Dependent on which approach you've taken to fix your legacy system, the likelihood is that you will have to migrate the data in some way - be it to transform it in some manner or move it in its entirety.

The importance of that data to be migrated can depend on many factors, including the content, the age and a wide variety of needs of your organisation, your customers, or even regulatory bodies.

I'd argue that in many cases the data is more important than the actual software. We often have considerable value locked away in that data.

We want to have confidence in that data before, during and after any work to resolve any legacy software problems. We want to ensure that we are not losing, exposing or corrupting valuable data to the organisation, its customers or regulatory bodies. We don't want to:

  • duplicate account balances
  • lose order details
  • lose customer details
  • or expose organisation or customer sensitive data.

Doing so can result in material impact to the organisation - from unhappy customers to financial regularities to substantial fines for insufficient security.

For the most critical data. I would suggest you start with how will you validate after any changes be made. And you will do this either before or as one of the first stages of any work on the legacy software.

And if the data is something you will expect to be audited, especially if financial or part of some regulatory governance, involve the auditors before you start. It surprises me greatly that organisations fail to involve auditors in this kind of activity and are then surprised when an auditor pulls them up for not doing it correctly.

Most auditors will want to see evidence that the data remained valid through any form of migration activity. Some activities may be as simple as a before and after reconciliation of balances. Other activities may require evidence that sensitive data remain secure at all stages, and any chance of exposure was negated.
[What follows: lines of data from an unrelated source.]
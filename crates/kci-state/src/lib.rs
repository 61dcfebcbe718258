//! KCI State: durable, mergeable pipeline state
//!
//! Every pipeline stage may run in its own process. This crate is what lets
//! those processes cooperate: it loads what earlier invocations learned,
//! merges it with command-line input and static configuration, and writes new
//! facts back after each stage.
//!
//! ## Layer 0 - Data/Persistence
//!
//! ## Key Components
//!
//! - `State`: the key/value record of pipeline facts
//! - `StateUpdate`: an ordered batch of facts produced by a stage
//! - `RcFile`: read-only static configuration (INI)
//! - `StateStore`: load/merge/persist/clear contract over the state record
//! - `indexed`: `prefix_NN` key families and their reconstruction

mod error;
pub mod indexed;
mod rc;
mod store;
mod value;

pub use error::StateError;
pub use indexed::{indexed_key, CollectionKind, IndexedFamily, FAMILIES};
pub use rc::RcFile;
pub use store::{StateStore, StoreOptions, STATE_SECTION};
pub use value::{State, StateUpdate};

/// Result type for kci-state operations
pub type Result<T> = std::result::Result<T, StateError>;
//! In-memory collaborator fakes (testing only)
//!
//! All fakes created from one [`FakeLab`] share its settings and its call
//! log, so a test can script collaborator behaviour up front and inspect
//! what the pipeline asked for afterwards. Files the real engines would
//! produce (build info, tarball, config, logs) are written into the working
//! directory so artifact handling runs for real.

use std::collections::VecDeque;
use std::path::{Path, PathBuf};
use std::sync::{Arc, Mutex};

use anyhow::{bail, Context};
use async_trait::async_trait;
use kci_state::State;

use crate::collab::*;
use crate::config::{PublisherSpec, ReporterSpec, RunnerSpec};
use crate::toolbox::Toolbox;

/// Commit id every fake checkout starts from.
pub const FAKE_BASE_HEAD: &str = "0000base";

/// Type tag the fakes are registered under.
pub const FAKE_KIND: &str = "fake";

#[derive(Debug)]
struct LabState {
    calls: Vec<String>,
    merge_code: i32,
    fail_patches: bool,
    fail_build: bool,
    run_codes: VecDeque<i32>,
    jobs_per_run: usize,
    next_job: usize,
    host: String,
    runs: Vec<RunRequest>,
    published: Vec<PathBuf>,
    reports: Vec<State>,
}

impl Default for LabState {
    fn default() -> Self {
        Self {
            calls: Vec::new(),
            merge_code: 0,
            fail_patches: false,
            fail_build: false,
            run_codes: VecDeque::new(),
            jobs_per_run: 1,
            next_job: 1,
            host: "lab-host-1".to_string(),
            runs: Vec::new(),
            published: Vec::new(),
            reports: Vec::new(),
        }
    }
}

/// Shared script and call log for the fakes.
#[derive(Debug, Clone, Default)]
pub struct FakeLab {
    inner: Arc<Mutex<LabState>>,
}

impl FakeLab {
    pub fn new() -> Self {
        Self::default()
    }

    /// Result code of every `merge_git_ref`.
    pub fn with_merge_code(self, code: i32) -> Self {
        self.inner.lock().unwrap().merge_code = code;
        self
    }

    /// Make every local and patchwork patch fail to apply.
    pub fn failing_patches(self) -> Self {
        self.inner.lock().unwrap().fail_patches = true;
        self
    }

    pub fn failing_build(self) -> Self {
        self.inner.lock().unwrap().fail_build = true;
        self
    }

    /// Result codes of successive runs; runs past the end return 0.
    pub fn with_run_codes(self, codes: impl IntoIterator<Item = i32>) -> Self {
        self.inner.lock().unwrap().run_codes.extend(codes);
        self
    }

    pub fn with_jobs_per_run(self, jobs: usize) -> Self {
        self.inner.lock().unwrap().jobs_per_run = jobs;
        self
    }

    /// Every collaborator call, in order.
    pub fn calls(&self) -> Vec<String> {
        self.inner.lock().unwrap().calls.clone()
    }

    pub fn runs(&self) -> Vec<RunRequest> {
        self.inner.lock().unwrap().runs.clone()
    }

    pub fn published(&self) -> Vec<PathBuf> {
        self.inner.lock().unwrap().published.clone()
    }

    /// States handed to the fake reporter.
    pub fn reports(&self) -> Vec<State> {
        self.inner.lock().unwrap().reports.clone()
    }

    /// The builtin toolbox plus fakes for every collaborator, registered
    /// under [`FAKE_KIND`].
    pub fn toolbox(&self) -> Toolbox {
        let merge = self.clone();
        let build = self.clone();
        let publish = self.clone();
        let run = self.clone();
        let report = self.clone();
        Toolbox::builtin()
            .with_merge_engine(move |spec: &TreeSpec| {
                Ok(Box::new(FakeTree::new(merge.clone(), spec.clone())) as Box<dyn MergeEngine>)
            })
            .with_build_engine(move |spec: &BuildSpec| {
                Ok(Box::new(FakeBuilder::new(build.clone(), spec.clone())) as Box<dyn BuildEngine>)
            })
            .with_publisher(FAKE_KIND, move |spec: &PublisherSpec| {
                Ok(Box::new(FakePublisher::new(publish.clone(), &spec.base_url))
                    as Box<dyn Publisher>)
            })
            .with_runner(FAKE_KIND, move |_: &RunnerSpec| {
                Ok(Box::new(FakeRunner::new(run.clone())) as Box<dyn Runner>)
            })
            .with_reporter(FAKE_KIND, move |_: &ReporterSpec| {
                Ok(Box::new(FakeReporter::new(report.clone())) as Box<dyn Reporter>)
            })
    }

    fn log(&self, call: String) {
        self.inner.lock().unwrap().calls.push(call);
    }
}

// ---------------------------------------------------------------------------
// FakeTree
// ---------------------------------------------------------------------------

/// Merge engine whose head changes with every applied change.
#[derive(Debug)]
pub struct FakeTree {
    lab: FakeLab,
    spec: TreeSpec,
    applied: Vec<String>,
}

impl FakeTree {
    pub fn new(lab: FakeLab, spec: TreeSpec) -> Self {
        Self {
            lab,
            spec,
            applied: Vec::new(),
        }
    }

    fn fail_patches(&self) -> bool {
        self.lab.inner.lock().unwrap().fail_patches
    }
}

#[async_trait]
impl MergeEngine for FakeTree {
    async fn checkout(&mut self) -> anyhow::Result<String> {
        self.lab.log(format!(
            "checkout {}",
            self.spec.base_repo.as_deref().unwrap_or("-")
        ));
        tokio::fs::create_dir_all(&self.spec.workdir)
            .await
            .with_context(|| format!("creating {}", self.spec.workdir.display()))?;
        Ok(FAKE_BASE_HEAD.to_string())
    }

    async fn commit_date(&self, revision: &str) -> anyhow::Result<String> {
        self.lab.log(format!("commit_date {revision}"));
        Ok("2024-01-01 00:00:00 +0000".to_string())
    }

    async fn merge_git_ref(
        &mut self,
        url: &str,
        git_ref: Option<&str>,
    ) -> anyhow::Result<MergeOutcome> {
        self.lab
            .log(format!("merge_git_ref {url} {}", git_ref.unwrap_or("master")));
        let code = self.lab.inner.lock().unwrap().merge_code;
        if code != 0 {
            return Ok(MergeOutcome {
                code,
                info: format!("conflict merging {url}"),
            });
        }
        self.applied.push(url.to_string());
        Ok(MergeOutcome::clean(url))
    }

    async fn merge_patch_file(&mut self, path: &Path) -> anyhow::Result<()> {
        self.lab.log(format!("merge_patch_file {}", path.display()));
        if self.fail_patches() {
            bail!("patch {} does not apply", path.display());
        }
        self.applied.push(path.display().to_string());
        Ok(())
    }

    async fn merge_patchwork_patch(&mut self, url: &str) -> anyhow::Result<()> {
        self.lab.log(format!("merge_patchwork_patch {url}"));
        if self.fail_patches() {
            bail!("patchwork patch {url} does not apply");
        }
        self.applied.push(url.to_string());
        Ok(())
    }

    fn path(&self) -> PathBuf {
        self.spec.workdir.clone()
    }

    async fn dump_info(&self) -> anyhow::Result<Option<PathBuf>> {
        let path = self.spec.workdir.join("buildinfo.csv");
        let mut content = format!(
            "base,{},{}\n",
            self.spec.base_repo.as_deref().unwrap_or("-"),
            FAKE_BASE_HEAD
        );
        for change in &self.applied {
            content.push_str(&format!("change,{change}\n"));
        }
        tokio::fs::write(&path, content)
            .await
            .with_context(|| format!("writing {}", path.display()))?;
        Ok(Some(path))
    }

    async fn commit_hash(&self) -> anyhow::Result<String> {
        if self.applied.is_empty() {
            Ok(FAKE_BASE_HEAD.to_string())
        } else {
            Ok(format!("{:04}head", self.applied.len()))
        }
    }

    fn merge_log(&self) -> PathBuf {
        self.spec.workdir.join("merge.log")
    }
}

// ---------------------------------------------------------------------------
// FakeBuilder
// ---------------------------------------------------------------------------

/// Build engine that writes a small tarball and config into the source dir.
#[derive(Debug)]
pub struct FakeBuilder {
    lab: FakeLab,
    spec: BuildSpec,
}

impl FakeBuilder {
    pub fn new(lab: FakeLab, spec: BuildSpec) -> Self {
        Self { lab, spec }
    }
}

#[async_trait]
impl BuildEngine for FakeBuilder {
    async fn clean_source(&mut self) -> anyhow::Result<()> {
        self.lab.log("clean_source".to_string());
        Ok(())
    }

    async fn make_package(&mut self) -> anyhow::Result<PathBuf> {
        self.lab.log("make_package".to_string());
        let fail = self.lab.inner.lock().unwrap().fail_build;
        tokio::fs::create_dir_all(&self.spec.source_dir).await?;
        if fail {
            tokio::fs::write(self.build_log(), "error: compilation failed\n").await?;
            bail!("kernel build failed");
        }
        tokio::fs::write(self.config_path(), "CONFIG_FAKE=y\n").await?;
        let tarball = self.spec.source_dir.join("linux-fake.tar.gz");
        tokio::fs::write(&tarball, b"fake kernel").await?;
        Ok(tarball)
    }

    fn build_log(&self) -> PathBuf {
        self.spec.source_dir.join("build.log")
    }

    fn config_path(&self) -> PathBuf {
        self.spec.source_dir.join(".config")
    }

    async fn release(&self) -> anyhow::Result<String> {
        Ok("5.0.0-fake".to_string())
    }

    fn arch(&self) -> String {
        "x86_64".to_string()
    }
}

// ---------------------------------------------------------------------------
// FakePublisher
// ---------------------------------------------------------------------------

/// Publisher that records paths and derives URLs without copying anything.
#[derive(Debug)]
pub struct FakePublisher {
    lab: FakeLab,
    base_url: String,
}

impl FakePublisher {
    pub fn new(lab: FakeLab, base_url: &str) -> Self {
        Self {
            lab,
            base_url: base_url.trim_end_matches('/').to_string(),
        }
    }
}

#[async_trait]
impl Publisher for FakePublisher {
    async fn publish(&self, local: &Path) -> anyhow::Result<String> {
        let name = local
            .file_name()
            .and_then(|n| n.to_str())
            .with_context(|| format!("no file name in {}", local.display()))?;
        self.lab.log(format!("publish {name}"));
        self.lab
            .inner
            .lock()
            .unwrap()
            .published
            .push(local.to_path_buf());
        Ok(self.derive_url(name))
    }

    fn derive_url(&self, file_name: &str) -> String {
        format!("{}/{}", self.base_url, file_name)
    }
}

// ---------------------------------------------------------------------------
// FakeRunner
// ---------------------------------------------------------------------------

/// Runner that hands out scripted result codes and sequential job ids.
#[derive(Debug)]
pub struct FakeRunner {
    lab: FakeLab,
    jobs: Vec<String>,
}

impl FakeRunner {
    pub fn new(lab: FakeLab) -> Self {
        Self {
            lab,
            jobs: Vec::new(),
        }
    }
}

#[async_trait]
impl Runner for FakeRunner {
    async fn run(&mut self, request: &RunRequest) -> anyhow::Result<i32> {
        self.lab.log(format!("run {}", request.build_url));
        let mut lab = self.lab.inner.lock().unwrap();
        lab.runs.push(request.clone());
        for _ in 0..lab.jobs_per_run {
            self.jobs.push(format!("J:{}", lab.next_job));
            lab.next_job += 1;
        }
        Ok(lab.run_codes.pop_front().unwrap_or(0))
    }

    fn jobs(&self) -> Vec<String> {
        self.jobs.clone()
    }

    async fn dump_junit_results(&self, job: &str, dir: &Path) -> anyhow::Result<()> {
        self.lab.log(format!("dump_junit_results {job}"));
        let path = dir.join(format!("{}.xml", job.replace(':', "_")));
        tokio::fs::write(&path, format!("<testsuite name=\"{job}\"/>\n"))
            .await
            .with_context(|| format!("writing {}", path.display()))?;
        Ok(())
    }

    fn last_host(&self) -> Option<String> {
        Some(self.lab.inner.lock().unwrap().host.clone())
    }
}

// ---------------------------------------------------------------------------
// FakeReporter
// ---------------------------------------------------------------------------

/// Reporter that keeps a copy of every State it is handed.
#[derive(Debug)]
pub struct FakeReporter {
    lab: FakeLab,
}

impl FakeReporter {
    pub fn new(lab: FakeLab) -> Self {
        Self { lab }
    }
}

#[async_trait]
impl Reporter for FakeReporter {
    async fn report(&self, state: &State) -> anyhow::Result<()> {
        self.lab.log("report".to_string());
        self.lab.inner.lock().unwrap().reports.push(state.clone());
        Ok(())
    }
}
Again, I can only repeat, involve the auditor before you make any change. Finding that an audit fails for lack of evidence can have serious ramifications to an organisation.

So this begs the question, do you know how important the data is within those legacy systems?
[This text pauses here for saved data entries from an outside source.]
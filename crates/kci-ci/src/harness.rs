//! Stage harness: turns stage outcomes into structured pass/fail records.
//!
//! With recording off, a stage error propagates unchanged and nothing is
//! recorded. With recording on, non-fatal errors are logged, recorded as a
//! failure and absorbed so the following stages still run; the pipeline
//! result is forced to 1. Configuration and usage errors are never absorbed.

use crate::error::{CiError, Result};
use crate::stage::{Command, Stage};
use kci_state::State;
use quick_junit::{NonSuccessKind, Report, TestCase, TestCaseStatus, TestSuite};
use std::fs;
use std::path::{Path, PathBuf};
use std::time::Duration;
use tracing::{error, info};

/// Suite and class name used in the structured report.
pub const SUITE_NAME: &str = "kci";

/// One recorded stage invocation.
#[derive(Debug, Clone, PartialEq, Eq)]
pub struct TestCaseRecord {
    pub name: String,
    pub classname: String,
    pub elapsed: Duration,
    /// The full State at stage exit, as JSON
    pub stdout: String,
    /// Error chain, or a description of the non-zero result code
    pub failure: Option<String>,
}

impl TestCaseRecord {
    pub fn passed(&self) -> bool {
        self.failure.is_none()
    }

    pub fn to_junit(&self) -> TestCase {
        let status = match &self.failure {
            None => TestCaseStatus::success(),
            Some(description) => {
                let mut status = TestCaseStatus::non_success(NonSuccessKind::Failure);
                status.set_description(description.as_str());
                status
            }
        };
        let mut case = TestCase::new(self.name.as_str(), status);
        case.set_classname(self.classname.as_str());
        case.set_time(self.elapsed);
        case.set_system_out(self.stdout.as_str());
        case
    }
}

/// Collects one record per recorded stage and writes them out at exit.
#[derive(Debug, Clone, Default)]
pub struct Harness {
    output_dir: Option<PathBuf>,
    records: Vec<TestCaseRecord>,
}

impl Harness {
    /// Recording off.
    pub fn disabled() -> Self {
        Self::default()
    }

    /// Recording on, with reports written into `dir` (created if missing).
    pub fn to_dir(dir: impl Into<PathBuf>) -> Result<Self> {
        let dir = dir.into();
        fs::create_dir_all(&dir).map_err(|e| CiError::file(&dir, e))?;
        Ok(Self {
            output_dir: Some(dir),
            records: Vec::new(),
        })
    }

    pub fn is_enabled(&self) -> bool {
        self.output_dir.is_some()
    }

    pub fn output_dir(&self) -> Option<&Path> {
        self.output_dir.as_deref()
    }

    pub fn records(&self) -> &[TestCaseRecord] {
        &self.records
    }

    /// Fold one stage outcome into the pipeline result.
    ///
    /// `Ok(Some(code))` replaces `retcode`, `Ok(None)` leaves it. Returns an
    /// error only when it must abort the invocation.
    pub fn settle(
        &mut self,
        stage: Stage,
        elapsed: Duration,
        outcome: Result<Option<i32>>,
        retcode: &mut i32,
        state: &State,
    ) -> Result<()> {
        let failure = match outcome {
            Ok(code) => {
                if let Some(code) = code {
                    *retcode = code;
                }
                if *retcode != 0 {
                    Some(format!("Step finished with retcode: {retcode}"))
                } else {
                    None
                }
            }
            Err(err) if err.is_fatal() || !self.is_enabled() => return Err(err),
            Err(err) => {
                let chain = err.describe();
                error!(stage = %stage, error = %chain, "Stage failed");
                *retcode = 1;
                Some(chain)
            }
        };

        if self.is_enabled() {
            self.records.push(TestCaseRecord {
                name: stage.name().to_string(),
                classname: SUITE_NAME.to_string(),
                elapsed,
                stdout: state.to_json().unwrap_or_default(),
                failure,
            });
        }
        Ok(())
    }

    pub fn report(&self) -> Report {
        let mut suite = TestSuite::new(SUITE_NAME);
        for record in &self.records {
            suite.add_test_case(record.to_junit());
        }
        let mut report = Report::new(SUITE_NAME);
        report.add_test_suite(suite);
        report
    }

    /// Write `<dir>/<command>.xml`; returns the path, or `None` when
    /// recording is off.
    pub fn write(&self, command: Command) -> Result<Option<PathBuf>> {
        let Some(dir) = &self.output_dir else {
            return Ok(None);
        };
        let path = dir.join(format!("{}.xml", command.name()));
        let file = fs::File::create(&path).map_err(|e| CiError::file(&path, e))?;
        self.report()
            .serialize(file)
            .map_err(|e| CiError::Report(format!("writing {}: {e}", path.display())))?;
        info!(path = %path.display(), records = self.records.len(), "Wrote stage report");
        Ok(Some(path))
    }
}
Now this is obviously going to vary wildly from system to system and organisation to organisation.

Thus, if you're not sure, then I would recommend building a risk matrix similar to the one I introduced in episode 143 for understanding the software systems within your organisation and just how legacy they are.

Again, this can be a simple spreadsheet of the types of data held along with an indicative score across a number of categories - for example:

  • Value to your organisation
  • Value to your customer
  • Sensitivity - such as if it contains PII data or would fall under GDPR
  • Or will the data be needed as evidence for any audit or investigation?
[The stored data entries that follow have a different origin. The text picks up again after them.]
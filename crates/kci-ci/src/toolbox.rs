//! Collaborator registries.
//!
//! Publishers, runners and reporters are selected by a lowercase type tag;
//! merge and build engines have one factory each. Every factory produces a
//! fresh boxed collaborator for the stage that needs it.

use crate::collab::{BuildEngine, BuildSpec, MergeEngine, Publisher, Reporter, Runner, TreeSpec};
use crate::config::{PublisherSpec, ReporterSpec, RunnerSpec};
use crate::error::{CiError, Result};
use crate::publisher::CpPublisher;
use crate::reporter::StdioReporter;
use std::collections::BTreeMap;

pub type MergeFactory = Box<dyn Fn(&TreeSpec) -> anyhow::Result<Box<dyn MergeEngine>> + Send + Sync>;
pub type BuildFactory = Box<dyn Fn(&BuildSpec) -> anyhow::Result<Box<dyn BuildEngine>> + Send + Sync>;
pub type PublisherFactory =
    Box<dyn Fn(&PublisherSpec) -> anyhow::Result<Box<dyn Publisher>> + Send + Sync>;
pub type RunnerFactory = Box<dyn Fn(&RunnerSpec) -> anyhow::Result<Box<dyn Runner>> + Send + Sync>;
pub type ReporterFactory =
    Box<dyn Fn(&ReporterSpec) -> anyhow::Result<Box<dyn Reporter>> + Send + Sync>;

/// The collaborators one pipeline invocation may use.
#[derive(Default)]
pub struct Toolbox {
    merge: Option<MergeFactory>,
    build: Option<BuildFactory>,
    publishers: BTreeMap<String, PublisherFactory>,
    runners: BTreeMap<String, RunnerFactory>,
    reporters: BTreeMap<String, ReporterFactory>,
}

impl Toolbox {
    pub fn new() -> Self {
        Self::default()
    }

    /// The collaborators shipped with kci: the `cp` publisher and the
    /// `stdio` reporter.
    pub fn builtin() -> Self {
        Self::new()
            .with_publisher("cp", |spec: &PublisherSpec| {
                Ok(Box::new(CpPublisher::new(&spec.destination, &spec.base_url)) as Box<dyn Publisher>)
            })
            .with_reporter("stdio", |_: &ReporterSpec| {
                Ok(Box::new(StdioReporter::new()) as Box<dyn Reporter>)
            })
    }

    pub fn with_merge_engine<F>(mut self, factory: F) -> Self
    where
        F: Fn(&TreeSpec) -> anyhow::Result<Box<dyn MergeEngine>> + Send + Sync + 'static,
    {
        self.merge = Some(Box::new(factory));
        self
    }

    pub fn with_build_engine<F>(mut self, factory: F) -> Self
    where
        F: Fn(&BuildSpec) -> anyhow::Result<Box<dyn BuildEngine>> + Send + Sync + 'static,
    {
        self.build = Some(Box::new(factory));
        self
    }

    pub fn with_publisher<F>(mut self, kind: &str, factory: F) -> Self
    where
        F: Fn(&PublisherSpec) -> anyhow::Result<Box<dyn Publisher>> + Send + Sync + 'static,
    {
        self.publishers.insert(kind.to_lowercase(), Box::new(factory));
        self
    }

    pub fn with_runner<F>(mut self, kind: &str, factory: F) -> Self
    where
        F: Fn(&RunnerSpec) -> anyhow::Result<Box<dyn Runner>> + Send + Sync + 'static,
    {
        self.runners.insert(kind.to_lowercase(), Box::new(factory));
        self
    }

    pub fn with_reporter<F>(mut self, kind: &str, factory: F) -> Self
    where
        F: Fn(&ReporterSpec) -> anyhow::Result<Box<dyn Reporter>> + Send + Sync + 'static,
    {
        self.reporters.insert(kind.to_lowercase(), Box::new(factory));
        self
    }

    pub fn has_publisher(&self, kind: &str) -> bool {
        self.publishers.contains_key(&kind.to_lowercase())
    }

    pub fn has_runner(&self, kind: &str) -> bool {
        self.runners.contains_key(&kind.to_lowercase())
    }

    pub fn has_reporter(&self, kind: &str) -> bool {
        self.reporters.contains_key(&kind.to_lowercase())
    }

    pub fn merge_engine(&self, spec: &TreeSpec) -> Result<Box<dyn MergeEngine>> {
        let factory = self
            .merge
            .as_ref()
            .ok_or_else(|| CiError::Config("no merge engine is registered".to_string()))?;
        Ok(factory(spec)?)
    }

    pub fn build_engine(&self, spec: &BuildSpec) -> Result<Box<dyn BuildEngine>> {
        let factory = self
            .build
            .as_ref()
            .ok_or_else(|| CiError::Config("no build engine is registered".to_string()))?;
        Ok(factory(spec)?)
    }

    pub fn publisher(&self, spec: &PublisherSpec) -> Result<Box<dyn Publisher>> {
        let factory = lookup(&self.publishers, "publisher", &spec.kind)?;
        Ok(factory(spec)?)
    }

    pub fn runner(&self, spec: &RunnerSpec) -> Result<Box<dyn Runner>> {
        let factory = lookup(&self.runners, "runner", &spec.kind)?;
        Ok(factory(spec)?)
    }

    pub fn reporter(&self, spec: &ReporterSpec) -> Result<Box<dyn Reporter>> {
        let factory = lookup(&self.reporters, "reporter", &spec.kind)?;
        Ok(factory(spec)?)
    }

    /// Reject selectors whose type tag nothing is registered under.
    pub fn check_kinds(
        &self,
        publisher: Option<&PublisherSpec>,
        runner: Option<&RunnerSpec>,
        reporter: Option<&ReporterSpec>,
    ) -> Result<()> {
        if let Some(spec) = publisher {
            lookup(&self.publishers, "publisher", &spec.kind)?;
        }
        if let Some(spec) = runner {
            lookup(&self.runners, "runner", &spec.kind)?;
        }
        if let Some(spec) = reporter {
            lookup(&self.reporters, "reporter", &spec.kind)?;
        }
        Ok(())
    }
}

impl std::fmt::Debug for Toolbox {
    fn fmt(&self, f: &mut std::fmt::Formatter<'_>) -> std::fmt::Result {
        f.debug_struct("Toolbox")
            .field("merge", &self.merge.is_some())
            .field("build", &self.build.is_some())
            .field("publishers", &self.publishers.keys().collect::<Vec<_>>())
            .field("runners", &self.runners.keys().collect::<Vec<_>>())
            .field("reporters", &self.reporters.keys().collect::<Vec<_>>())
            .finish()
    }
}

fn lookup<'a, T>(registry: &'a BTreeMap<String, T>, role: &str, kind: &str) -> Result<&'a T> {
    registry.get(&kind.to_lowercase()).ok_or_else(|| {
        let known: Vec<&str> = registry.keys().map(String::as_str).collect();
        CiError::Config(format!(
            "unknown {role} type '{kind}' (known: {})",
            if known.is_empty() {
                "none".to_string()
            } else {
                known.join(", ")
            }
        ))
    })
}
This can be an interesting exercise to do regardless of any plans to migrate the data again. Like the risk matrix for legacy software, it can be an eye opening experience.

In some cases it can highlight data which simply has no value to the organisation. Many organisations in years past will have collected data on the off-chance it may be useful in the future. I've certainly heard many justifications from sales or marketing that some piece of data would be really helpful if we collect it - but then it never gets used.

In those situations, I would generally consider deleting it. We should no longer consider data an asset. We should consider it a liability - and as such, it has to justify its reason for existence. Simply having data because we might need it is opening the organisation to increase security risks, increase costs and increase complexity. Removing helps to reduce those. It helps to reduce the noise to signal ratio and allows us to see the wood for the trees.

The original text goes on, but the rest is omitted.